Scandal-hit accounting profession emphasises the need for ethics

Last year auditor-general Kimi Makwetu hammered home the point that accounting scandals have dented South Africa's image as an investment destination.

To support his assertion, he reeled off names such as Steinhoff, VBS Mutual Bank and sugar producer Tongaat Hulett, along with problems at Eskom and state asset manager the Public Investment Corporation (PIC).

SA had lost the number one spot it had held for the previous seven years with regard to the strength of reporting and auditing standards, Makwetu noted. "[It] means the significant erosion of trust in the auditing and accounting profession has already happened," he said in an address at a Brand Summit SA event in Johannesburg.

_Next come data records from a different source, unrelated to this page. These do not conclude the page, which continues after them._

#[cfg(test)]
mod tests {
    use super::*;
    use crate::summarizer::ExtractiveSummarizer;
    use crate::test_support::{ingest_turns, seed_active, FailingSummarizer};
    use dolt_core::{LanePolicy, NewRecord};
    use dolt_store::DoltStore;
    use dolt_telemetry::{EventCollector, TelemetryBus};
    use serde_json::json;
    use std::convert::Infallible;
    use std::sync::Arc;

    fn finalizer_with(
        store: &DoltStore,
        bus: &TelemetryBus,
        policies: LanePolicies,
        settings: ResetSettings,
    ) -> ResetFinalizer {
        let executor = RollupExecutor::new(store.clone(), bus.clone(), Arc::new(ExtractiveSummarizer::new()));
        ResetFinalizer::new(executor, policies, settings)
    }

    /// Turn chunks capped at 200 tokens: two 100-token turns per leaf.
    fn finalizer(store: &DoltStore, bus: &TelemetryBus, settings: ResetSettings) -> ResetFinalizer {
        let policies = LanePolicies {
            turn: LanePolicy::new(1_000, 100, 200),
            ..LanePolicies::default()
        };
        finalizer_with(store, bus, policies, settings)
    }

    async fn nothing_to_ingest() -> std::result::Result<u64, Infallible> {
        Ok(0)
    }

    #[tokio::test]
    async fn five_turns_end_as_bindles_only() {
        let store = DoltStore::in_memory().unwrap();
        let bus = TelemetryBus::new();
        let collector = EventCollector::attach(&bus);
        let sid = SessionId::from_raw("s1");
        ingest_turns(&store, &sid, &[100; 5]);

        let result = finalizer(&store, &bus, ResetSettings::default())
            .finalize(&sid, Some("agent:main"), nothing_to_ingest())
            .await
            .unwrap();

        // 5 turns -> leaves of 2 and 2, one residual turn.
        assert_eq!(result.turn_to_leaf_rollups, 2);
        assert_eq!(result.turn_to_leaf_convergence_loops, 3);
        assert_eq!(result.leaf_to_bindle_rollups, 1);
        assert_eq!(result.residual_turns.len(), 1);
        assert!(result.residual_leaves.is_empty());
        assert!(result.short_bindle_created());
        assert!(result.active_after.turn.is_empty());
        assert!(result.active_after.leaf.is_empty());
        assert_eq!(result.active_after.bindle.len(), 2);

        let short = store
            .require_record(result.short_bindle_pointer.as_deref().unwrap())
            .unwrap();
        assert!(short.finalized_at_reset);
        assert!(short.pointer.starts_with("bindle:s1:reset:"));
        assert_eq!(short.summary_payload().unwrap().frontmatter.summary_type, SummaryMode::ResetShortBindle);

        assert_eq!(collector.of_type("dolt_reset_summary_quality").len(), 1);
        let done = collector.of_type("dolt_reset_finalization_completed");
        match &done[0].kind {
            TelemetryKind::ResetFinalizationCompleted(p) => {
                assert!(p.short_bindle_created);
                assert_eq!(p.short_bindle_created_count, 1);
                assert_eq!(p.residual_turn_count, 1);
                assert_eq!(p.lane_active_record_counts.bindle, 2);
                assert_eq!(p.lane_active_record_counts.turn, 0);
            }
            other => panic!("unexpected event: {other:?}"),
        }
    }

    #[tokio::test]
    async fn ingests_tail_before_compacting() {
        let store = DoltStore::in_memory().unwrap();
        let bus = TelemetryBus::new();
        let sid = SessionId::from_raw("s1");
        ingest_turns(&store, &sid, &[100; 2]);

        let tail_store = store.clone();
        let tail_sid = sid.clone();
        let result = finalizer(&store, &bus, ResetSettings::default())
            .finalize(&sid, None, async move {
                tail_store
                    .upsert_active_record(&NewRecord {
                        pointer: "turn:s1:msg:tail".into(),
                        session_id: tail_sid,
                        session_key: None,
                        level: RecordLevel::Turn,
                        event_ts_ms: 100,
                        token_count: 50,
                        payload: json!({"role": "user", "content": "last words"}),
                        finalized_at_reset: false,
                    })
                    .map(|_| 1u64)
            })
            .await
            .unwrap();

        assert_eq!(result.ingested_tail_count, 1);
        assert_eq!(result.turn_to_leaf_rollups, 1);
        assert_eq!(result.leaf_to_bindle_rollups, 0);
        // One leaf and the tail turn are folded into the short bindle.
        assert_eq!(result.residual_leaves.len(), 1);
        assert_eq!(result.residual_turns, vec!["turn:s1:msg:tail".to_string()]);
        assert!(result.short_bindle_created());

        let children = store
            .list_direct_children(result.short_bindle_pointer.as_deref().unwrap())
            .unwrap();
        assert_eq!(children.len(), 2);
        assert_eq!(children[0].child_level, RecordLevel::Leaf);
        assert_eq!(children[1].child_pointer, "turn:s1:msg:tail");
    }

    #[tokio::test]
    async fn ingest_failure_is_reported() {
        let store = DoltStore::in_memory().unwrap();
        let sid = SessionId::from_raw("s1");
        let err = finalizer(&store, &TelemetryBus::new(), ResetSettings::default())
            .finalize(&sid, None, async { Err::<u64, _>("transcript unreadable") })
            .await
            .unwrap_err();
        assert!(matches!(err, EngineError::Ingest(msg) if msg == "transcript unreadable"));
    }

    #[tokio::test]
    async fn empty_session_finalizes_to_nothing() {
        let store = DoltStore::in_memory().unwrap();
        let sid = SessionId::from_raw("s1");
        let result = finalizer(&store, &TelemetryBus::new(), ResetSettings::default())
            .finalize(&sid, None, nothing_to_ingest())
            .await
            .unwrap();
        assert!(!result.short_bindle_created());
        assert_eq!(result.turn_to_leaf_convergence_loops, 1);
        assert_eq!(result.active_after, PerLevel::default());
    }

    #[tokio::test]
    async fn pass_limit_is_an_error() {
        let store = DoltStore::in_memory().unwrap();
        let sid = SessionId::from_raw("s1");
        ingest_turns(&store, &sid, &[100; 8]);
        let settings = ResetSettings {
            max_compaction_passes: 2,
            ..Default::default()
        };
        let err = finalizer(&store, &TelemetryBus::new(), settings)
            .finalize(&sid, None, nothing_to_ingest())
            .await
            .unwrap_err();
        assert!(matches!(err, EngineError::ConvergenceLimit { lane: "turn->leaf", passes: 2 }));
    }

    #[tokio::test]
    async fn converging_on_the_last_allowed_pass_succeeds() {
        let store = DoltStore::in_memory().unwrap();
        let sid = SessionId::from_raw("s1");
        ingest_turns(&store, &sid, &[100; 4]);
        let settings = ResetSettings {
            max_compaction_passes: 2,
            ..Default::default()
        };
        let result = finalizer(&store, &TelemetryBus::new(), settings)
            .finalize(&sid, None, nothing_to_ingest())
            .await
            .unwrap();
        assert_eq!(result.turn_to_leaf_rollups, 2);
        assert_eq!(result.leaf_to_bindle_rollups, 1);
        assert!(result.active_after.turn.is_empty());
        assert!(result.active_after.leaf.is_empty());
        assert_eq!(result.active_after.bindle.len(), 1);
    }

    #[tokio::test]
    async fn long_session_under_target_converges_with_defaults() {
        let store = DoltStore::in_memory().unwrap();
        let sid = SessionId::from_raw("s1");
        let turns = ingest_turns(&store, &sid, &[50; 600]);

        let result = finalizer_with(&store, &TelemetryBus::new(), LanePolicies::default(), ResetSettings::default())
            .finalize(&sid, None, nothing_to_ingest())
            .await
            .unwrap();

        assert_eq!(result.turn_to_leaf_rollups, 1);
        assert!(result.active_after.turn.is_empty());
        assert!(result.active_after.leaf.is_empty());
        assert_eq!(result.active_after.bindle.len(), 1);
        for turn in &turns {
            assert!(!store.is_active(&sid, RecordLevel::Turn, &turn.pointer).unwrap());
            assert!(!store.list_parents(&turn.pointer).unwrap().is_empty());
        }
    }

    #[tokio::test]
    async fn many_leaves_fold_in_capped_chunks() {
        let store = DoltStore::in_memory().unwrap();
        let sid = SessionId::from_raw("s1");
        let specs: Vec<(i64, u64)> = (0..300).map(|i| (i + 1, 100)).collect();
        seed_active(&store, &sid, RecordLevel::Leaf, &specs);

        let result = finalizer_with(&store, &TelemetryBus::new(), LanePolicies::default(), ResetSettings::default())
            .finalize(&sid, None, nothing_to_ingest())
            .await
            .unwrap();

        // 30k leaf tokens against an 18k cap: two bindles.
        assert_eq!(result.leaf_to_bindle_rollups, 2);
        assert!(result.active_after.leaf.is_empty());
        assert!(!result.short_bindle_created());
    }

    #[tokio::test]
    async fn summarizer_failure_stops_finalization() {
        let store = DoltStore::in_memory().unwrap();
        let bus = TelemetryBus::new();
        let sid = SessionId::from_raw("s1");
        ingest_turns(&store, &sid, &[100; 3]);
        let executor = RollupExecutor::new(store.clone(), bus.clone(), Arc::new(FailingSummarizer));
        let err = ResetFinalizer::new(executor, LanePolicies::default(), ResetSettings::default())
            .finalize(&sid, None, nothing_to_ingest())
            .await
            .unwrap_err();
        assert!(matches!(err, EngineError::Summarizer(_)));
        assert_eq!(store.list_active_records(&sid, RecordLevel::Turn).unwrap().len(), 3);
    }
}
//! Settings type definitions.
//!
//! All types use `#[serde(rename_all = "camelCase")]`. Each type implements
//! [`Default`] with production values, and `#[serde(default)]` lets partial
//! JSON fill in the rest.

mod compaction;
mod storage;

pub use compaction::*;
pub use storage::*;

use dolt_core::LanePolicies;
use serde::{Deserialize, Serialize};

use crate::errors::{Result, SettingsError};

/// Root settings type.
///
/// Loaded from `~/.dolt/settings.json` with defaults applied for missing
/// fields. Environment variables can override specific values.
///
/// ```json
/// {
///   "lanes": { "turn": { "soft": 50000, "delta": 5000, "target": 45000 } },
///   "hydration": { "tokenBudget": 64000 }
/// }
/// ```
#[derive(Clone, Debug, Serialize, Deserialize)]
#[serde(rename_all = "camelCase", default)]
pub struct DoltSettings {
    /// Settings schema version.
    pub version: String,
    /// Per-level pressure thresholds.
    pub lanes: LanePolicies,
    /// Normal-path compaction tuning.
    pub compaction: CompactionSettings,
    /// Reset finalization floors and limits.
    pub reset: ResetSettings,
    /// Session start assembly budget.
    pub hydration: HydrationSettings,
    /// Database locations.
    pub storage: StorageSettings,
    /// Logging configuration.
    pub logging: LoggingSettings,
}

impl Default for DoltSettings {
    fn default() -> Self {
        Self {
            version: "0.1.0".to_string(),
            lanes: LanePolicies::default(),
            compaction: CompactionSettings::default(),
            reset: ResetSettings::default(),
            hydration: HydrationSettings::default(),
            storage: StorageSettings::default(),
            logging: LoggingSettings::default(),
        }
    }
}

impl DoltSettings {
    /// Reject settings the engine cannot run with. Nothing is clamped.
    pub fn validate(&self) -> Result<()> {
        self.lanes.validate()?;
        if self.compaction.min_chunk_turns == 0 {
            return Err(SettingsError::InvalidValue(
                "compaction.minChunkTurns must be at least 1".into(),
            ));
        }
        if self.compaction.leaf_rollup_min_leaves < 2 {
            return Err(SettingsError::InvalidValue(
                "compaction.leafRollupMinLeaves must be at least 2".into(),
            ));
        }
        if self.compaction.summarize_timeout_ms == 0 {
            return Err(SettingsError::InvalidValue(
                "compaction.summarizeTimeoutMs must be greater than zero".into(),
            ));
        }
        if self.reset.min_turn_source_floor == 0 || self.reset.min_leaf_source_floor == 0 {
            return Err(SettingsError::InvalidValue(
                "reset source floors must be at least 1".into(),
            ));
        }
        if self.reset.max_compaction_passes == 0 {
            return Err(SettingsError::InvalidValue(
                "reset.maxCompactionPasses must be at least 1".into(),
            ));
        }
        if self.hydration.runtime_reserve_tokens > self.hydration.token_budget {
            return Err(SettingsError::InvalidValue(format!(
                "hydration.runtimeReserveTokens ({}) exceeds tokenBudget ({})",
                self.hydration.runtime_reserve_tokens, self.hydration.token_budget
            )));
        }
        Ok(())
    }
}

#[cfg(test)]
mod tests {
    use super::*;
    use dolt_core::LanePolicy;

    #[test]
    fn defaults_validate() {
        DoltSettings::default().validate().unwrap();
    }

    #[test]
    fn json_uses_camel_case() {
        let json = serde_json::to_value(DoltSettings::default()).unwrap();
        assert_eq!(json["lanes"]["turn"]["soft"], 40_000);
        assert_eq!(json["compaction"]["freshTailMinTurns"], 4);
        assert_eq!(json["reset"]["maxCompactionPasses"], 256);
        assert_eq!(json["hydration"]["runtimeReserveTokens"], 4_000);
    }

    #[test]
    fn partial_json_fills_defaults() {
        let settings: DoltSettings =
            serde_json::from_str(r#"{"compaction": {"minChunkTurns": 3}}"#).unwrap();
        assert_eq!(settings.compaction.min_chunk_turns, 3);
        assert_eq!(settings.compaction.fresh_tail_min_turns, 4);
        assert_eq!(settings.lanes, LanePolicies::default());
    }

    #[test]
    fn bad_lane_policy_is_rejected() {
        let mut settings = DoltSettings::default();
        settings.lanes.leaf = LanePolicy::new(1_000, 100, 2_000);
        let err = settings.validate().unwrap_err();
        assert!(matches!(err, SettingsError::InvalidPolicy(_)));
        assert!(err.to_string().contains("leaf"));
    }

    #[test]
    fn reserve_above_budget_is_rejected() {
        let mut settings = DoltSettings::default();
        settings.hydration.runtime_reserve_tokens = settings.hydration.token_budget + 1;
        assert!(matches!(settings.validate(), Err(SettingsError::InvalidValue(_))));
    }

    #[test]
    fn zero_floors_are_rejected() {
        let mut settings = DoltSettings::default();
        settings.reset.min_leaf_source_floor = 0;
        assert!(settings.validate().is_err());
    }
}
use crate::error::StoreError;

/// Get a required column value from a row, returning CorruptRow on failure.
pub fn get<T: rusqlite::types::FromSql>(
    row: &rusqlite::Row<'_>,
    idx: usize,
    table: &'static str,
    column: &'static str,
) -> Result<T, StoreError> {
    row.get(idx).map_err(|e| StoreError::CorruptRow {
        table,
        column,
        detail: e.to_string(),
    })
}

/// Get an optional column value.
pub fn get_opt<T: rusqlite::types::FromSql>(
    row: &rusqlite::Row<'_>,
    idx: usize,
    table: &'static str,
    column: &'static str,
) -> Result<Option<T>, StoreError> {
    row.get(idx).map_err(|e| StoreError::CorruptRow {
        table,
        column,
        detail: e.to_string(),
    })
}

/// Read a non-negative integer column as `u64`.
pub fn get_u64(
    row: &rusqlite::Row<'_>,
    idx: usize,
    table: &'static str,
    column: &'static str,
) -> Result<u64, StoreError> {
    let raw: i64 = get(row, idx, table, column)?;
    u64::try_from(raw).map_err(|_| StoreError::CorruptRow {
        table,
        column,
        detail: format!("negative value: {raw}"),
    })
}

/// Parse a JSON string column, returning CorruptRow on parse failure.
pub fn parse_json(
    raw: &str,
    table: &'static str,
    column: &'static str,
) -> Result<serde_json::Value, StoreError> {
    serde_json::from_str(raw).map_err(|e| StoreError::CorruptRow {
        table,
        column,
        detail: format!("invalid JSON: {e}"),
    })
}

/// Parse a string into an enum, returning CorruptRow on failure.
pub fn parse_enum<T: std::str::FromStr>(
    raw: &str,
    table: &'static str,
    column: &'static str,
) -> Result<T, StoreError> {
    raw.parse().map_err(|_| StoreError::CorruptRow {
        table,
        column,
        detail: format!("unknown variant: {raw}"),
    })
}

/// Convert a token count for an INTEGER column.
pub fn to_sql_i64(value: u64, what: &str) -> Result<i64, StoreError> {
    i64::try_from(value).map_err(|_| StoreError::InvalidInput(format!("{what} out of range: {value}")))
}
#![allow(dead_code)]

use std::collections::BTreeSet;
use std::sync::Arc;
use std::time::Duration;

use serde_json::json;

use dolt_core::{LanePolicy, ModelSelection, RecordLevel, SessionId};
use dolt_engine::{
    ContextEngine, EngineConfig, ExtractiveSummarizer, SummarizeParams, SummarizeResult, Summarizer,
    SummarizerError, TurnInput,
};
use dolt_store::DoltStore;
use dolt_telemetry::{EventCollector, TelemetryBus};

pub struct FailingSummarizer;

#[async_trait::async_trait]
impl Summarizer for FailingSummarizer {
    async fn summarize(&self, _params: &SummarizeParams) -> Result<SummarizeResult, SummarizerError> {
        Err(SummarizerError::CallFailed {
            message: "model unavailable".into(),
        })
    }
}

pub struct SlowSummarizer(pub Duration);

#[async_trait::async_trait]
impl Summarizer for SlowSummarizer {
    async fn summarize(&self, _params: &SummarizeParams) -> Result<SummarizeResult, SummarizerError> {
        tokio::time::sleep(self.0).await;
        Ok(SummarizeResult {
            summary: "late".into(),
            metadata: serde_json::Value::Null,
            model_selection: ModelSelection::default(),
        })
    }
}

/// Small lanes so a handful of turns exercise every level.
pub fn small_config() -> EngineConfig {
    let mut config = EngineConfig::default();
    config.lanes.turn = LanePolicy::new(1_000, 100, 500);
    config.lanes.leaf = LanePolicy::new(600, 60, 300);
    config.lanes.bindle = LanePolicy::new(10_000, 1_000, 9_000);
    config.compaction.fresh_tail_min_turns = 2;
    config.compaction.fresh_tail_token_limit = 400;
    config.compaction.min_chunk_turns = 2;
    config
}

pub fn engine(store: DoltStore, config: EngineConfig, summarizer: Arc<dyn Summarizer>) -> (ContextEngine, EventCollector) {
    let bus = TelemetryBus::new();
    let collector = EventCollector::attach(&bus);
    let engine = ContextEngine::new(store, bus, summarizer, config).unwrap();
    (engine, collector)
}

pub fn extractive_engine(config: EngineConfig) -> (ContextEngine, EventCollector) {
    engine(
        DoltStore::in_memory().unwrap(),
        config,
        Arc::new(ExtractiveSummarizer::new()),
    )
}

pub fn turn(sid: &SessionId, i: usize, tokens: u64) -> TurnInput {
    TurnInput {
        session_id: sid.clone(),
        session_key: Some("agent:main".into()),
        message_id: i.to_string(),
        event_ts_ms: (i as i64 + 1) * 1_000,
        token_count: Some(tokens),
        payload: json!({
            "role": if i % 2 == 0 { "user" } else { "assistant" },
            "content": format!("message number {i}"),
        }),
    }
}

/// Turn pointers reachable from `pointer` through lineage.
pub fn descendant_turns(store: &DoltStore, pointer: &str) -> BTreeSet<String> {
    let mut out = BTreeSet::new();
    let mut stack = vec![pointer.to_string()];
    while let Some(current) = stack.pop() {
        for child in store.list_direct_child_records(&current).unwrap() {
            if child.level == RecordLevel::Turn {
                out.insert(child.pointer);
            } else {
                stack.push(child.pointer);
            }
        }
    }
    out
}

pub fn active_pointers(store: &DoltStore, sid: &SessionId, level: RecordLevel) -> Vec<String> {
    store
        .list_active_records(sid, level)
        .unwrap()
        .into_iter()
        .map(|r| r.pointer)
        .collect()
}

Importance of ethics in a trust economy

Now SAIPA, the Institute of Professional Accountants, is pushing the importance of ethics in today's trust economy and its particular important to professions such as accounting.

Ethics, says the institute's CEO Shahied Daniels in a statement released this week, is becoming recognised as the hidden asset on which long-term success is founded.

"As South Africans come to terms with state capture and everything it means for our economy and public life, the importance of ethics is receiving recognition," he states. "We can all see that even the best laws can be circumvented or broken – and that legal processes are slow and expensive."

Law is about rules; ethics about principles

By contrast to law, ethics relates to an individual's sense of morality, or right and wrong, Daniels observes. An ethical person is guided by law, to be sure, but he or she is fundamentally motivated by trying to do what is right.

"One could say that law is about rules, while ethics is concerned with principles," Daniels explains. "In the most basic sense, one can trust that an ethical person is not trying to get away with what he or she can, but is trying to do the morally correct thing."

Managing a profession's ethics

When it comes to ethics in general, there are different conceptions of what is right and wrong. This problem is more acute when one exists in a multicultural environment such as South Africa, he observes.

Another challenge is that deciding specific ethical questions can be surprisingly difficult at times, as most people can confirm from experience.

In response, professional organisations develop ethical codes to guide their members' actions in their professional lives.

Professional codes of conduct guide principles

"It is important to emphasise that ethics is not about following rules, but rather principles," Daniels emphasises. "Codes of conduct can help professional accountants work out how principles should be applied, but they do not specify certain actions.

"King IV, the latest iteration of South Africa's governance code, follows the same approach by focusing on outcomes and not rules."

He says digital technologies are ushering in the Fourth Industrial Revolution, which in turn is automating many accounting processes.

But in this often confusing and fast-moving digital environment, trust has become almost a currency. And trust is founded not only on an individual's professional record, but the knowledge that he or she is bound by an enforceable ethical code.